The contractile effect of capsaicin in the guinea-pig small intestine involves an activation of enteric cholinergic neurons. Our present data show that the P 2 purinoceptor antagonist pyridoxal-phosphate-6-azophenyl-2′,4′-disulphonic acid (PPADS, 30 μM) significantly reduces the contractile response to capsaicin (2 μM) in the presence, but not in the absence, of the tachykinin receptor antagonists [O-Pro 9, (Spiro-γ-lactam)Leu 10, Trp 11]physalaemin (1–11) (GR 82334; 3 μM) and ( S)-( N)-(1-(3-(1-benzoyl-3-(3,4-dichlorophenyl)piperidin-3-yl)propyl)-4-phenylpiperidine-4-yl)- N-methylacetamide (SR 142801; 100 nM) (for blocking tachykinin NK 1 and NK 3 receptors, respectively). PPADS (30 μM) fails to influence submaximal cholinergic contractions evoked by cholecystokinin octapeptide (CCK-8; 2–3 nM) or senktide (1 nM), or the direct smooth muscle-contracting effect of histamine (100–200 nM). A higher concentration (300 μM) of PPADS is also without effect against the stimulatory action of cholecystokinin octapeptide. This means that PPADS can probably be safely used as a purinoceptor antagonist in intestinal preparations.
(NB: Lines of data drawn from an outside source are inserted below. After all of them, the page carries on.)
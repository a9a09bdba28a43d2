//! Status report intake: ordering, duplicates, orphans and task failures.

use anyhow::Result;
use chrono::Duration;
use fleet_core::clock::Clock;
use fleet_core::cluster::TaskStatusReport;
use fleet_core::models::{AgentId, InstanceId, TaskId};
use fleet_core::orchestration::ReportOutcome;
use fleet_core::state_machine::{Condition, TaskStatus};
use fleet_core::test_helpers::{app, TestFleet};

#[tokio::test]
async fn test_duplicate_report_changes_nothing() -> Result<()> {
    let mut fleet = TestFleet::start().await?;
    let app_id = app("/web", 1).id;
    fleet.orchestrator.create_app(&fleet.term, app("/web", 1)).await?;
    fleet.deliver().await?;
    fleet.drain_events();

    let instance = fleet.instances(&app_id).await?.remove(0);
    let last = instance.last_status.clone().expect("running report recorded");
    let repeat = TaskStatusReport::new(&instance, last.status, last.at);

    let outcome = fleet
        .orchestrator
        .handle_task_status(&fleet.term, repeat)
        .await?;
    assert_eq!(outcome, ReportOutcome::Duplicate);
    assert!(fleet.drain_events().is_empty());
    assert_eq!(fleet.orchestrator.instance(&instance.id).await?, instance);
    Ok(())
}

#[tokio::test]
async fn test_stale_report_is_ignored() -> Result<()> {
    let mut fleet = TestFleet::start().await?;
    let app_id = app("/web", 1).id;
    fleet.orchestrator.create_app(&fleet.term, app("/web", 1)).await?;
    fleet.deliver().await?;
    fleet.drain_events();

    let instance = fleet.instances(&app_id).await?.remove(0);
    let earlier = fleet.clock.now() - Duration::seconds(1);
    let stale = TaskStatusReport::new(&instance, TaskStatus::Killed, earlier);

    let outcome = fleet
        .orchestrator
        .handle_task_status(&fleet.term, stale)
        .await?;
    assert_eq!(outcome, ReportOutcome::Stale);
    assert_eq!(
        fleet.orchestrator.instance(&instance.id).await?.condition,
        Condition::Running
    );
    assert!(fleet.drain_events().is_empty());
    Ok(())
}

#[tokio::test]
async fn test_same_timestamp_different_status_is_applied() -> Result<()> {
    let fleet = TestFleet::start().await?;
    fleet.cluster.set_auto_run(false);
    let app_id = app("/web", 1).id;
    fleet.orchestrator.create_app(&fleet.term, app("/web", 1)).await?;

    let instance = fleet.instances(&app_id).await?.remove(0);
    let at = fleet.clock.now();
    let starting = TaskStatusReport::new(&instance, TaskStatus::Starting, at);
    let running = TaskStatusReport::new(&instance, TaskStatus::Running, at);

    assert_eq!(
        fleet
            .orchestrator
            .handle_task_status(&fleet.term, starting)
            .await?,
        ReportOutcome::Applied { transitions: 1 }
    );
    assert_eq!(
        fleet
            .orchestrator
            .handle_task_status(&fleet.term, running)
            .await?,
        ReportOutcome::Applied { transitions: 1 }
    );
    assert_eq!(
        fleet.orchestrator.instance(&instance.id).await?.condition,
        Condition::Running
    );
    Ok(())
}

#[tokio::test]
async fn test_running_report_skips_starting() -> Result<()> {
    let fleet = TestFleet::start().await?;
    fleet.cluster.set_auto_run(false);
    let app_id = app("/web", 1).id;
    fleet.orchestrator.create_app(&fleet.term, app("/web", 1)).await?;
    let instance = fleet.instances(&app_id).await?.remove(0);

    let outcome = fleet
        .orchestrator
        .handle_task_status(
            &fleet.term,
            TaskStatusReport::new(&instance, TaskStatus::Running, fleet.clock.now()),
        )
        .await?;
    assert_eq!(outcome, ReportOutcome::Applied { transitions: 2 });
    assert!(fleet.orchestrator.deployments().await?.is_empty());
    Ok(())
}

#[tokio::test]
async fn test_orphan_task_is_killed() -> Result<()> {
    let fleet = TestFleet::start().await?;
    let ghost = TaskStatusReport {
        instance_id: InstanceId::from_raw("ghost.instance-9"),
        task_id: TaskId::from_raw("ghost.instance-9._app.1"),
        status: TaskStatus::Running,
        agent_id: AgentId::new("agent-1"),
        hostname: "host-1".to_string(),
        timestamp: fleet.clock.now(),
        message: None,
    };

    let outcome = fleet
        .orchestrator
        .handle_task_status(&fleet.term, ghost.clone())
        .await?;
    assert_eq!(outcome, ReportOutcome::Orphan);
    assert_eq!(fleet.cluster.kills(), vec![ghost.task_ref()]);

    // A task that already ended needs no kill.
    let ended = TaskStatusReport {
        status: TaskStatus::Killed,
        ..ghost
    };
    let outcome = fleet
        .orchestrator
        .handle_task_status(&fleet.term, ended)
        .await?;
    assert_eq!(outcome, ReportOutcome::Orphan);
    assert_eq!(fleet.cluster.kills().len(), 1);
    Ok(())
}

#[tokio::test]
async fn test_report_for_superseded_task_is_orphaned() -> Result<()> {
    let fleet = TestFleet::start().await?;
    let app_id = app("/web", 1).id;
    fleet.orchestrator.create_app(&fleet.term, app("/web", 1)).await?;
    fleet.deliver().await?;

    let instance = fleet.instances(&app_id).await?.remove(0);
    let mut report = TaskStatusReport::new(&instance, TaskStatus::Running, fleet.clock.now());
    report.task_id = TaskId::for_instance(&instance.id, instance.incarnation + 1);

    let outcome = fleet
        .orchestrator
        .handle_task_status(&fleet.term, report)
        .await?;
    assert_eq!(outcome, ReportOutcome::Orphan);
    assert_eq!(
        fleet.orchestrator.instance(&instance.id).await?.condition,
        Condition::Running
    );
    Ok(())
}

#[tokio::test]
async fn test_failed_task_is_replaced() -> Result<()> {
    let fleet = TestFleet::start().await?;
    let app_id = app("/web", 2).id;
    fleet.orchestrator.create_app(&fleet.term, app("/web", 2)).await?;
    fleet.deliver().await?;

    let failing = fleet.instances(&app_id).await?.remove(0);
    fleet.advance_secs(30);
    assert!(fleet.cluster.fail_task(&failing.id));
    fleet.deliver().await?;

    let running = fleet.in_condition(&app_id, Condition::Running).await?;
    assert_eq!(running.len(), 2);
    assert!(running.iter().all(|instance| instance.id != failing.id));
    assert_eq!(fleet.cluster.launches().len(), 3);
    Ok(())
}

#[tokio::test]
async fn test_lost_task_is_replaced_then_collected() -> Result<()> {
    let fleet = TestFleet::start().await?;
    let app_id = app("/web", 2).id;
    fleet.orchestrator.create_app(&fleet.term, app("/web", 2)).await?;
    fleet.deliver().await?;

    let lost = fleet.instances(&app_id).await?.remove(0);
    fleet.advance_secs(30);
    assert!(fleet.cluster.lose_task(&lost.id));
    fleet.deliver().await?;

    assert_eq!(
        fleet.orchestrator.instance(&lost.id).await?.condition,
        Condition::Lost
    );
    assert_eq!(fleet.in_condition(&app_id, Condition::Running).await?.len(), 2);

    let report = fleet.reconcile().await?;
    assert_eq!(report.instances_killed, 1);
    assert!(fleet.orchestrator.instance(&lost.id).await.is_err());
    assert_eq!(fleet.instances(&app_id).await?.len(), 2);
    Ok(())
}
The putative pituitary adenylate cyclase activating peptide (PACAP) receptor antagonist PACAP-(6–38) (3 μM) significantly reduces the contractile effect of PACAP-(1–38) (10 nM) and abolishes that of vasoactive intestinal polypeptide (VIP; 10 nM). PACAP-(6–38) (3 μM) fails to influence the effect of capsaicin (2 μM) both in the absence and in the presence of tachykinin receptor antagonists. The nitric oxide (NO) synthase inhibitor N G-nitro- l-arginine ( l-NOARG; 100 μM) also fails to inhibit the capsaicin-induced motor response. We conclude that an endogenous ligand of PPADS-sensitive P 2 purinoceptors (possibly ATP), but not a VIP/PACAP-like peptide or NO, is involved in the nontachykininergic activation of cholinergic neurons in the course of the capsaicin-induced contraction.